Co-authored-by: Tu Nguyen <im2nguyen@gmail.com>
2025-07-08 19:24:52 -05:00

492 lines
22 KiB
Plaintext

---
layout: docs
page_title: Configure the Docker task driver
description: Nomad's Docker task driver lets you run Docker-based tasks in your jobs. Modify the Docker task driver plugin configuration. Learn about CPU, memory, filesystem IO, and security resource isolation as well as how Nomad handles dangling containers.
---
# Configure the Docker task driver
Name: `docker`
The `docker` driver provides a first-class Docker workflow on Nomad.
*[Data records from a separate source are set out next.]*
//! Sweet-length segmentation for a 3x3 grid.
//!
//! The crate cuts one block of free text into exactly eight chunks for the
//! outer cells of a nine-grid; the center cell holds a generated summary of
//! the run. Splitting is driven only by length and punctuation:
//!
//! 1. blank lines separate paragraphs,
//! 2. paragraphs over the hard maximum are regrouped by sentence,
//! 3. sentences that are still too long are wrapped into fixed windows,
//! 4. the list is merged from the tail or padded until eight remain.
//!
//! Lengths are *visible* lengths: whitespace does not count.
//!
//! ```rust
//! use mandala_segment::{Classification, segment};
//!
//! let doc = segment("First paragraph.\n\nSecond paragraph.").unwrap();
//! assert_eq!(doc.side_cells().count(), 8);
//! assert_eq!(doc.chunks[0].text, "First paragraph.");
//! assert_eq!(doc.chunks[0].classification, Classification::OutOfRange);
//! println!("{}", doc.report());
//! ```
//!
//! Everything here is a pure function of its input and configuration, so
//! documents can be rebuilt from any thread at any time.

pub mod chunking;
pub mod classify;
pub mod config;
pub mod dedup;
pub mod error;
pub mod measure;
pub mod report;
pub mod types;

pub use chunking::{
    GridChunker, HardWrapper, ParagraphSplitter, SIDE_CELL_COUNT, SentenceSplitter,
};
pub use classify::Classification;
pub use config::{SegmentConfig, SegmentConfigBuilder, Thresholds};
pub use error::{Result, SegmentError};
pub use measure::visible_length;
pub use report::{
    CENTER_SLOT, GRID_CELL_COUNT, GridDocument, Report, ReportBuilder, SIDE_SLOTS, StatusLevel,
    display_title,
};
pub use types::{Cell, Chunk, GridStats, Piece, Provenance};

/// Segments `raw` with the default configuration.
///
/// # Errors
/// Returns [`SegmentError::EmptyInput`] when `raw` is blank.
pub fn segment(raw: &str) -> Result<GridDocument> {
    segment_with(raw, &SegmentConfig::default())
}

/// Segments `raw` with an explicit configuration.
///
/// # Errors
/// Returns [`SegmentError::EmptyInput`] when `raw` is blank.
pub fn segment_with(raw: &str, config: &SegmentConfig) -> Result<GridDocument> {
    ReportBuilder::new(config.clone()).build(raw)
}
//! Configuration loading for the CLI.
//!
//! Settings come from, in increasing priority: built-in defaults, a JSON
//! config file, and command-line overrides.

use std::fs;
use std::path::{Path, PathBuf};

use mandala_segment::{SegmentConfig, SegmentError, Thresholds};
use thiserror::Error;

/// Errors raised while assembling a [`SegmentConfig`].
#[derive(Debug, Error)]
pub enum SettingsError {
    /// The config file could not be read.
    #[error("failed to read config {path}: {source}")]
    Read {
        /// Path of the config file.
        path: PathBuf,
        /// Underlying error.
        #[source]
        source: std::io::Error,
    },

    /// The config file is not valid JSON for a [`SegmentConfig`].
    #[error("failed to parse config {path}: {source}")]
    Parse {
        /// Path of the config file.
        path: PathBuf,
        /// Underlying error.
        #[source]
        source: serde_json::Error,
    },

    /// Overrides produced inconsistent thresholds.
    #[error(transparent)]
    Thresholds(#[from] SegmentError),
}

/// Command-line values that replace config file settings.
#[derive(Debug, Clone, Default)]
pub struct Overrides {
    /// Markdown heading.
    pub heading: Option<String>,
    /// Lower bound of the sweet spot.
    pub sweet_min: Option<usize>,
    /// Upper bound of the sweet spot.
    pub sweet_max: Option<usize>,
    /// Lower hard limit.
    pub hard_min: Option<usize>,
    /// Upper hard limit.
    pub hard_max: Option<usize>,
    /// Title width in graphemes.
    pub title_width: Option<usize>,
}

/// Expand ~ to home directory in a path.
#[must_use]
pub fn expand_tilde(path: &Path) -> PathBuf {
    if let Ok(stripped) = path.strip_prefix("~") {
        if let Some(home) = dirs::home_dir() {
            return home.join(stripped);
        }
    }
    path.to_path_buf()
}

/// Location of the per-user config file, if the platform has a config dir.
#[must_use]
pub fn default_config_path() -> Option<PathBuf> {
    dirs::config_dir().map(|dir| dir.join("mandala").join("config.json"))
}

/// Loads the configuration.
///
/// An explicit path must exist. Without one, the per-user file is used when
/// present, otherwise the defaults.
///
/// # Errors
/// Returns [`SettingsError`] when the chosen file cannot be read or parsed.
pub fn load_config(explicit: Option<&Path>) -> Result<SegmentConfig, SettingsError> {
    let path = match explicit {
        Some(path) => expand_tilde(path),
        None => match default_config_path() {
            Some(path) if path.is_file() => path,
            _ => {
                tracing::debug!("no config file, using defaults");
                return Ok(SegmentConfig::default());
            }
        },
    };

    let text = fs::read_to_string(&path).map_err(|source| SettingsError::Read {
        path: path.clone(),
        source,
    })?;
    let config = serde_json::from_str(&text).map_err(|source| SettingsError::Parse {
        path: path.clone(),
        source,
    })?;
    tracing::debug!(path = %path.display(), "loaded config file");

    Ok(config)
}

/// Applies command-line overrides on top of `config`.
///
/// # Errors
/// Returns [`SettingsError::Thresholds`] when the merged thresholds break
/// their ordering.
pub fn apply_overrides(
    mut config: SegmentConfig,
    overrides: &Overrides,
) -> Result<SegmentConfig, SettingsError> {
    let t = config.thresholds;
    config.thresholds = Thresholds::new(
        overrides.sweet_min.unwrap_or(t.sweet_min()),
        overrides.sweet_max.unwrap_or(t.sweet_max()),
        overrides.hard_min.unwrap_or(t.hard_min()),
        overrides.hard_max.unwrap_or(t.hard_max()),
    )?;
    if let Some(heading) = &overrides.heading {
        config.heading.clone_from(heading);
    }
    if let Some(width) = overrides.title_width {
        config.title_width = width;
    }
    Ok(config)
}
//! Hard character-count wrapping.

/// Smallest window the wrapper ever uses.
const MIN_WINDOW: usize = 80;

/// Force-splits text that has no usable sentence boundary.
///
/// Windows are `max(80, floor(ceiling * 0.75))` characters wide, which leaves
/// slack under the ceiling. Line breaks end a window and are never part of
/// one. Words may be cut in half.
///
/// # Example
///
/// ```rust
/// use mandala_segment::chunking::HardWrapper;
///
/// let wrapper = HardWrapper::for_ceiling(200);
/// assert_eq!(wrapper.window(), 150);
/// assert_eq!(wrapper.windows(&"x".repeat(320)).len(), 3);
/// ```
#[derive(Debug, Clone, Copy, PartialEq, Eq)]
pub struct HardWrapper {
    window: usize,
}

impl HardWrapper {
    /// Creates a wrapper whose window is derived from `ceiling`.
    #[must_use]
    pub const fn for_ceiling(ceiling: usize) -> Self {
        // floor(ceiling * 0.75) without overflowing
        let scaled = ceiling / 4 * 3 + ceiling % 4 * 3 / 4;
        let window = if scaled > MIN_WINDOW { scaled } else { MIN_WINDOW };
        Self { window }
    }

    /// Window size in characters.
    #[must_use]
    pub const fn window(&self) -> usize {
        self.window
    }

    /// Cuts `text` into consecutive trimmed windows, dropping blank ones.
    #[must_use]
    pub fn windows(&self, text: &str) -> Vec<String> {
        let mut out = Vec::new();

        for line in text.split(is_line_terminator) {
            let chars: Vec<char> = line.chars().collect();
            for window in chars.chunks(self.window) {
                let piece: String = window.iter().collect();
                let piece = piece.trim();
                if !piece.is_empty() {
                    out.push(piece.to_string());
                }
            }
        }

        out
    }
}

const fn is_line_terminator(c: char) -> bool {
    matches!(c, '\n' | '\r' | '\u{2028}' | '\u{2029}')
}
//! Raw text to exactly eight grid pieces.

use crate::config::SegmentConfig;
use crate::error::{Result, SegmentError};
use crate::types::{Piece, Provenance};

use super::ParagraphSplitter;

/// Number of outer cells of the 3x3 grid, and the chunk count of every run.
pub const SIDE_CELL_COUNT: usize = 8;

/// Output of [`GridChunker::chunk`].
#[derive(Debug, Clone, PartialEq, Eq)]
pub struct Chunked {
    /// Exactly [`SIDE_CELL_COUNT`] pieces in reading order.
    pub pieces: Vec<Piece>,
    /// Number of pieces before normalization.
    pub candidate_count: usize,
}

/// Splits raw input into paragraphs, splits oversize paragraphs, then
/// normalizes the result to [`SIDE_CELL_COUNT`] pieces.
#[derive(Debug, Clone)]
pub struct GridChunker {
    splitter: ParagraphSplitter,
    placeholder: String,
}

impl GridChunker {
    /// Creates a chunker using the configured hard maximum as ceiling.
    #[must_use]
    pub fn new(config: &SegmentConfig) -> Self {
        Self {
            splitter: ParagraphSplitter::new(config.thresholds.hard_max()),
            placeholder: config.placeholder.clone(),
        }
    }

    /// Splits `raw` into pieces without normalizing their count.
    #[must_use]
    pub fn candidates(&self, raw: &str) -> Vec<Piece> {
        split_paragraphs(raw)
            .into_iter()
            .flat_map(|paragraph| self.splitter.pieces(paragraph))
            .collect()
    }

    /// Produces exactly [`SIDE_CELL_COUNT`] pieces from `raw`.
    ///
    /// # Errors
    /// Returns [`SegmentError::EmptyInput`] when `raw` is blank.
    pub fn chunk(&self, raw: &str) -> Result<Chunked> {
        let source = raw.trim();
        if source.is_empty() {
            return Err(SegmentError::EmptyInput);
        }

        let candidates = self.candidates(source);
        let candidate_count = candidates.len();
        let pieces = normalize(candidates, SIDE_CELL_COUNT, &self.placeholder);

        Ok(Chunked {
            pieces,
            candidate_count,
        })
    }
}

/// Splits text into trimmed, non-empty paragraphs.
///
/// Paragraphs are separated by any whitespace run holding at least two line
/// feeds, so `"\n\n"`, `"\r\n\r\n"` and `"\n   \n\n"` all count as blank lines.
#[must_use]
pub fn split_paragraphs(text: &str) -> Vec<&str> {
    let mut out = Vec::new();
    let mut start = 0usize;
    let mut gap_start: Option<usize> = None;
    let mut line_feeds = 0usize;

    for (i, c) in text.char_indices() {
        if c.is_whitespace() {
            if gap_start.is_none() {
                gap_start = Some(i);
                line_feeds = 0;
            }
            if c == '\n' {
                line_feeds += 1;
            }
        } else if let Some(gap) = gap_start.take() {
            if line_feeds >= 2 {
                push_paragraph(&mut out, &text[start..gap]);
                start = i;
            }
        }
    }
    push_paragraph(&mut out, &text[start..]);

    out
}

fn push_paragraph<'a>(out: &mut Vec<&'a str>, paragraph: &'a str) {
    let paragraph = paragraph.trim();
    if !paragraph.is_empty() {
        out.push(paragraph);
    }
}

/// Forces `pieces` to exactly `target` items.
///
/// Surplus pieces are folded into the last kept piece, joined by blank lines
/// and in order; the head is never touched. Missing pieces are filled with
/// `placeholder`.
#[must_use]
pub fn normalize(mut pieces: Vec<Piece>, target: usize, placeholder: &str) -> Vec<Piece> {
    if target == 0 {
        return Vec::new();
    }

    if pieces.len() > target {
        let surplus = pieces.len() - target;
        // Same text as collapsing the tail one piece at a time.
        let tail: Vec<String> = pieces
            .drain(target - 1..)
            .map(|piece| piece.text)
            .collect();
        tracing::debug!(surplus, target, "merging overflow pieces into the last cell");
        pieces.push(Piece::new(tail.join("\n\n"), Provenance::Merged));
    } else if pieces.len() < target {
        let missing = target - pieces.len();
        tracing::debug!(missing, target, "padding with placeholder cells");
        pieces.extend((0..missing).map(|_| Piece::new(placeholder, Provenance::Placeholder)));
    }

    pieces
}
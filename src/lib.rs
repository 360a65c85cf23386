//! # mandala
//!
//! Façade crate that re-exports everything from [`mandala_segment`]. Pull this crate into your
//! application to cut free text into the eight outer cells of a 3x3 grid, with a generated
//! summary in the center.
//!
//! ## What's inside?
//!
//! - [`segment`] and [`segment_with`] turn raw text into a [`GridDocument`].
//! - [`GridDocument::to_markdown`] and [`GridDocument::report`] give the export and the status
//!   lines.
//! - [`Thresholds`] and [`SegmentConfig`] describe the sweet spot and the hard limits.
//! - [`chunking`] exposes the individual splitters and [`GridChunker`].
//!
//! ## Example
//!
//! ```rust
//! use mandala::{SegmentConfig, Thresholds, segment_with};
//!
//! let config = SegmentConfig::builder()
//!     .thresholds(Thresholds::new(60, 900, 40, 1200)?)
//!     .heading("Reading notes")
//!     .build();
//!
//! let doc = segment_with("Why chunk?\n\nBecause files are too big.", &config)?;
//! for cell in doc.side_cells() {
//!     println!("{} {}", cell.id, cell.title);
//! }
//! println!("{}", doc.report());
//! # Ok::<(), mandala::SegmentError>(())
//! ```
//!
//! ## Modules
//!
//! - [`mandala_segment::chunking`] — paragraph, sentence and hard-wrap splitting plus normalization.
//! - [`mandala_segment::classify`] — sweet / usable / out-of-range labels.
//! - [`mandala_segment::report`] — grid layout, Markdown export and status report.

pub use mandala_segment::*;
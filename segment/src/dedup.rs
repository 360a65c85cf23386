//! Input fingerprinting using xxhash.

use xxhash_rust::xxh3::xxh3_64;

/// Hashes text so callers can tell whether two runs saw the same input.
#[must_use]
pub fn content_hash(text: &str) -> u64 {
    xxh3_64(text.as_bytes())
}
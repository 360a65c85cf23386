//! Three-tier length classification.

use core::fmt;

use schemars::JsonSchema;
use serde::{Deserialize, Serialize};

use crate::config::Thresholds;

/// Length label of a chunk.
#[derive(Debug, Clone, Copy, PartialEq, Eq, Hash, Serialize, Deserialize, JsonSchema)]
#[serde(rename_all = "kebab-case")]
pub enum Classification {
    /// Inside the sweet spot.
    Sweet,
    /// Outside the sweet spot but within the hard limits.
    Usable,
    /// Below the lower or above the upper hard limit.
    OutOfRange,
}

impl Classification {
    /// Short label used in reports.
    #[must_use]
    pub const fn label(self) -> &'static str {
        match self {
            Self::Sweet => "sweet",
            Self::Usable => "usable",
            Self::OutOfRange => "out-of-range",
        }
    }
}

impl fmt::Display for Classification {
    fn fmt(&self, f: &mut fmt::Formatter<'_>) -> fmt::Result {
        f.write_str(self.label())
    }
}

impl Thresholds {
    /// Labels a visible length.
    ///
    /// Every length maps to exactly one label; all bounds are inclusive.
    #[must_use]
    pub const fn classify(&self, len: usize) -> Classification {
        if self.sweet_min <= len && len <= self.sweet_max {
            Classification::Sweet
        } else if len < self.hard_min || len > self.hard_max {
            Classification::OutOfRange
        } else {
            Classification::Usable
        }
    }
}

#[cfg(test)]
mod tests {
    use super::*;

    const T: Thresholds = Thresholds::DEFAULT;

    #[test]
    fn closed_boundaries() {
        assert_eq!(T.classify(75), Classification::Sweet);
        assert_eq!(T.classify(1200), Classification::Sweet);
        assert_eq!(T.classify(74), Classification::Usable);
        assert_eq!(T.classify(1201), Classification::Usable);
        assert_eq!(T.classify(50), Classification::Usable);
        assert_eq!(T.classify(1500), Classification::Usable);
        assert_eq!(T.classify(49), Classification::OutOfRange);
        assert_eq!(T.classify(1501), Classification::OutOfRange);
        assert_eq!(T.classify(0), Classification::OutOfRange);
    }

    #[test]
    fn sweet_wins_when_ranges_touch() {
        let t = Thresholds::new(10, 20, 10, 20).unwrap();
        assert_eq!(t.classify(10), Classification::Sweet);
        assert_eq!(t.classify(20), Classification::Sweet);
        assert_eq!(t.classify(9), Classification::OutOfRange);
        assert_eq!(t.classify(21), Classification::OutOfRange);
    }

    #[test]
    fn every_length_gets_one_label() {
        let mut seen = [0usize; 3];
        for len in 0..=2000 {
            match T.classify(len) {
                Classification::Sweet => seen[0] += 1,
                Classification::Usable => seen[1] += 1,
                Classification::OutOfRange => seen[2] += 1,
            }
        }
        assert_eq!(seen, [1126, 25 + 300, 50 + 500]);
    }

    #[test]
    fn labels() {
        assert_eq!(Classification::OutOfRange.to_string(), "out-of-range");
        assert_eq!(Classification::Usable.label(), "usable");
    }
}
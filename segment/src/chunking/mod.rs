//! Text splitting strategies for the nine-grid.
//!
//! Three splitters cooperate to keep pieces under a length ceiling:
//!
//! - [`SentenceSplitter`]: cuts after terminal punctuation
//! - [`HardWrapper`]: fixed-size character windows
//! - [`ParagraphSplitter`]: regroups sentences under a ceiling, wrapping what cannot fit
//!
//! [`GridChunker`] drives them and turns raw input into exactly eight pieces.

mod grid;
mod paragraph;
mod sentence;
mod wrap;

pub use grid::{Chunked, GridChunker, SIDE_CELL_COUNT, normalize, split_paragraphs};
pub use paragraph::ParagraphSplitter;
pub use sentence::{SENTENCE_TERMINATORS, SentenceSplitter};
pub use wrap::HardWrapper;
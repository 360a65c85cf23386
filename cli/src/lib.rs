//! Command-line front end for nine-grid segmentation.
//!
//! This crate holds the pieces of the `mandala` binary that are worth
//! testing on their own: output rendering and configuration loading.
//!
//! # Usage
//!
//! ```bash
//! # Markdown export of a file
//! cargo run -p mandala-cli -- notes.txt
//!
//! # Status report from stdin
//! pbpaste | cargo run -p mandala-cli -- --format report
//!
//! # Tighter limits, JSON into a file
//! cargo run -p mandala-cli -- notes.txt --hard-max 1000 --format json -o grid.json
//! ```

pub mod render;
pub mod settings;

pub use render::OutputFormat;
pub use settings::{Overrides, SettingsError, apply_overrides, load_config};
The Docker
driver handles downloading containers, mapping ports, and starting, watching,
and cleaning up after containers.
**Note:** If you are using Docker Desktop for Windows or MacOS, check
[the FAQ][faq-win-mac].
## Capabilities
The `docker` driver implements the following capabilities:
| Feature | Implementation |
| -------------------- | ----------------- |
| `nomad alloc signal` | true |
| `nomad alloc exec` | true |
| filesystem isolation | image |
| network isolation | host, group, task |
| volume mounting | all |
## Client Requirements
Nomad requires Docker to be installed and running on the host alongside the
Nomad agent.
By default Nomad communicates with the Docker daemon using the daemon's Unix
socket. Nomad will need to be able to read/write to this socket. If you do not
run Nomad as root, make sure you add the Nomad user to the Docker group so
Nomad can communicate with the Docker daemon.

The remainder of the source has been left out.